▼

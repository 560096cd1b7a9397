//! Bounded event log shown to the user
//!
//! Entries are kept in append order and the oldest are dropped once the
//! capacity is exceeded. Every entry is also emitted through `tracing`.

use chrono::{DateTime, Utc};
use serde::{Deserialize, Serialize};
use std::collections::VecDeque;

/// Default number of entries kept
pub const DEFAULT_LOG_CAPACITY: usize = 200;

/// Message appended whenever the log is read
pub const REFRESH_MESSAGE: &str = "Log view refreshed";

/// Severity of a log entry
#[derive(Debug, Clone, Copy, PartialEq, Eq, Serialize, Deserialize)]
#[serde(rename_all = "lowercase")]
pub enum LogLevel {
    Info,
    Error,
}

impl std::fmt::Display for LogLevel {
    fn fmt(&self, f: &mut std::fmt::Formatter<'_>) -> std::fmt::Result {
        match self {
            LogLevel::Info => write!(f, "info"),
            LogLevel::Error => write!(f, "error"),
        }
    }
}

/// A single timestamped entry
#[derive(Debug, Clone, PartialEq, Eq, Serialize, Deserialize)]
pub struct LogEntry {
    pub timestamp: DateTime<Utc>,
    pub level: LogLevel,
    pub message: String,
}

impl LogEntry {
    /// Format as `[2024-05-01T12:00:00Z] [ERROR] message`
    #[must_use]
    pub fn format(&self) -> String {
        format!(
            "[{}] [{}] {}",
            self.timestamp.to_rfc3339_opts(chrono::SecondsFormat::Secs, true),
            self.level.to_string().to_uppercase(),
            self.message
        )
    }
}

/// Ring buffer of log entries
#[derive(Debug, Clone)]
pub struct EventLog {
    entries: VecDeque<LogEntry>,
    capacity: usize,
}

impl Default for EventLog {
    fn default() -> Self {
        Self::new(DEFAULT_LOG_CAPACITY)
    }
}

impl EventLog {
    /// Create an empty log keeping at most `capacity` entries (at least one)
    #[must_use]
    pub fn new(capacity: usize) -> Self {
        let capacity = capacity.max(1);
        Self {
            entries: VecDeque::with_capacity(capacity),
            capacity,
        }
    }

    /// Append an entry stamped with the current time
    pub fn append(&mut self, level: LogLevel, message: impl Into<String>) {
        let message = message.into();
        match level {
            LogLevel::Info => tracing::info!(target: "pvpn::events", "{message}"),
            LogLevel::Error => tracing::error!(target: "pvpn::events", "{message}"),
        }

        self.entries.push_back(LogEntry {
            timestamp: Utc::now(),
            level,
            message,
        });
        while self.entries.len() > self.capacity {
            self.entries.pop_front();
        }
    }

    pub fn info(&mut self, message: impl Into<String>) {
        self.append(LogLevel::Info, message);
    }

    pub fn error(&mut self, message: impl Into<String>) {
        self.append(LogLevel::Error, message);
    }

    /// Record that the log was viewed, then return every entry oldest first
    pub fn list(&mut self) -> Vec<LogEntry> {
        self.info(REFRESH_MESSAGE);
        self.entries()
    }

    /// Every entry oldest first, without recording a refresh
    #[must_use]
    pub fn entries(&self) -> Vec<LogEntry> {
        self.entries.iter().cloned().collect()
    }

    /// Remove all entries
    pub fn clear(&mut self) {
        self.entries.clear();
    }

    #[must_use]
    pub fn len(&self) -> usize {
        self.entries.len()
    }

    #[must_use]
    pub fn is_empty(&self) -> bool {
        self.entries.is_empty()
    }

    #[must_use]
    pub fn capacity(&self) -> usize {
        self.capacity
    }
}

▲

## Activity
Give the lines of the material above again, exactly, from its first line through the line that contains "Copy, PartialEq, Eq, Serialize, Deserialize)]" and no further.

## Solution to this exercise
repository 560096cd1b7a9397
//! Bounded event log shown to the user
//!
//! Entries are kept in append order and the oldest are dropped once the
//! capacity is exceeded. Every entry is also emitted through `tracing`.

use chrono::{DateTime, Utc};
use serde::{Deserialize, Serialize};
use std::collections::VecDeque;

/// Default number of entries kept
pub const DEFAULT_LOG_CAPACITY: usize = 200;

/// Message appended whenever the log is read
pub const REFRESH_MESSAGE: &str = "Log view refreshed";

/// Severity of a log entry
#[derive(Debug, Clone, Copy, PartialEq, Eq, Serialize, Deserialize)]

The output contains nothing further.